As he raised the miniature to his face, she would gently endeavour to turn away his hand, that he might not look at one whom she, poor thing, no doubt considered was usurping the place in his fluttering heart, that she long fancied had been filled by herself solely; and at other times she would vainly try to coax it out of his cold hand, but the dying grasp was now one of iron, and her attempts evidently discomposed the departing sinner ; but all was done kindly and quietly, and a flood of tears would every now and then stream down her cheeks, as she failed in her endeavours, or as the murmured, gasped name, Agatha, reached her ear.
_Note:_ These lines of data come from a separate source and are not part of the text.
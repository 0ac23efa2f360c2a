//! Executes every command of a session, in order, against one channel.

use tracing::info;

use crate::channel::PromptChannel;
use crate::error::SessionError;
use crate::session::ReplSession;

/// Run every command of `session` against a freshly opened channel, filling
/// in each command's `output` as it completes.
///
/// A command's pre-existing `output` is preserved as its `expected` value
/// (unless `expected` is already set and non-empty) before being overwritten,
/// which is what lets a previously captured session document serve as a
/// regression test against the new run.
///
/// Commands run strictly in order: each may depend on REPL state left by the
/// ones before it. The first channel error aborts the run; commands not yet
/// reached, and the command that failed, keep whatever values they had.
pub async fn run_session(session: &mut ReplSession) -> Result<(), SessionError> {
    let mut channel = PromptChannel::open(&session.config).await?;
    drive(session, &mut channel).await
}

async fn drive(
    session: &mut ReplSession,
    channel: &mut PromptChannel,
) -> Result<(), SessionError> {
    for cmd in &mut session.commands {
        let expected = cmd
            .expected
            .clone()
            .filter(|e| !e.is_empty())
            .or_else(|| cmd.output.clone());

        let output = channel.send(&cmd.command).await?;
        info!(command = %cmd.command, bytes = output.len(), "captured");

        cmd.expected = expected;
        cmd.output = Some(output);
    }
    Ok(())
}

#[cfg(test)]
mod tests {
    use super::*;
    use crate::channel::KeyGen;
    use crate::error::SessionError;
    use crate::transport::fake::FakeRepl;

    fn fixed_key() -> KeyGen {
        Box::new(|| "TESTKEY123".to_string())
    }

    fn session(commands: &[&str]) -> ReplSession {
        let commands: Vec<_> = commands
            .iter()
            .map(|c| serde_json::json!({ "command": c }))
            .collect();
        serde_json::from_value(serde_json::json!({
            "config": {
                "command": "fake",
                "first_prompt": "> ",
                "change_prompt": "PROMPT {key}> ",
                "next_prompt": "{key}> ",
                "timeout": 5.0
            },
            "commands": commands
        }))
        .unwrap()
    }

    async fn run_against(
        session: &mut ReplSession,
        repl: FakeRepl,
    ) -> Result<(), SessionError> {
        let mut channel =
            PromptChannel::open_with(&session.config, Box::new(repl), fixed_key()).await?;
        drive(session, &mut channel).await
    }

    #[tokio::test]
    async fn test_outputs_filled_in_order() {
        let mut session = session(&["one", "two"]);
        let repl = FakeRepl::new("> ", |cmd| Some(format!("saw {cmd}\n")));
        run_against(&mut session, repl).await.unwrap();
        assert_eq!(session.commands[0].output.as_deref(), Some("saw one\n"));
        assert_eq!(session.commands[1].output.as_deref(), Some("saw two\n"));
        assert_eq!(session.commands[0].expected, None);
    }

    #[tokio::test]
    async fn test_commands_see_state_left_by_earlier_ones() {
        let mut session = session(&["x=5", "print x"]);
        let mut stored = String::new();
        let repl = FakeRepl::new("> ", move |cmd| {
            if let Some(value) = cmd.strip_prefix("x=") {
                stored = value.to_string();
                Some(String::new())
            } else {
                Some(format!("{stored}\n"))
            }
        });
        run_against(&mut session, repl).await.unwrap();
        assert_eq!(session.commands[1].output.as_deref(), Some("5\n"));
    }

    #[tokio::test]
    async fn test_prior_output_becomes_expected() {
        let mut session = session(&["6 * 7"]);
        session.commands[0].output = Some("42".into());
        let repl = FakeRepl::new("> ", |_| Some("43\n".to_string()));
        run_against(&mut session, repl).await.unwrap();
        assert_eq!(session.commands[0].expected.as_deref(), Some("42"));
        assert_eq!(session.commands[0].output.as_deref(), Some("43\n"));
    }

    #[tokio::test]
    async fn test_existing_expected_wins_over_prior_output() {
        let mut session = session(&["6 * 7"]);
        session.commands[0].expected = Some("keep".into());
        session.commands[0].output = Some("discard".into());
        let repl = FakeRepl::new("> ", |_| Some("fresh\n".to_string()));
        run_against(&mut session, repl).await.unwrap();
        assert_eq!(session.commands[0].expected.as_deref(), Some("keep"));
        assert_eq!(session.commands[0].output.as_deref(), Some("fresh\n"));
    }

    #[tokio::test]
    async fn test_empty_expected_treated_as_unset() {
        let mut session = session(&["6 * 7"]);
        session.commands[0].expected = Some(String::new());
        session.commands[0].output = Some("42".into());
        let repl = FakeRepl::new("> ", |_| Some("42\n".to_string()));
        run_against(&mut session, repl).await.unwrap();
        assert_eq!(session.commands[0].expected.as_deref(), Some("42"));
    }

    #[tokio::test(start_paused = true)]
    async fn test_error_leaves_later_commands_untouched() {
        let mut session = session(&["ok", "hang", "never"]);
        session.commands[2].output = Some("stale".into());
        let repl = FakeRepl::new("> ", |cmd| (cmd != "hang").then(|| "fine\n".to_string()));
        let err = run_against(&mut session, repl).await.unwrap_err();
        assert!(matches!(err, SessionError::ResponseTimeout { .. }), "got: {err}");
        assert_eq!(session.commands[0].output.as_deref(), Some("fine\n"));
        assert_eq!(session.commands[1].output, None);
        // Untouched, including a value recorded by some earlier run.
        assert_eq!(session.commands[2].output.as_deref(), Some("stale"));
        assert_eq!(session.commands[2].expected, None);
    }
}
“ Ah!” said she, “ him heart not wid me now-it far away in him own country-him never will make me yeerie what him say again no more." Oh, woman, woman! who can fathom that heart of thine!

By this time the hiccup grew stronger, and all at once he sat up strong in his bed without assistance,“ light as if he felt no wound;" but immediately thereafter gave a strong shudder, ejecting from his mouth a jet of dark matter like the grounds of chocolate, and fell back dead—whereupon the negroes began to howl and shriek in such a horrible fashion, that we were glad to leave the scene.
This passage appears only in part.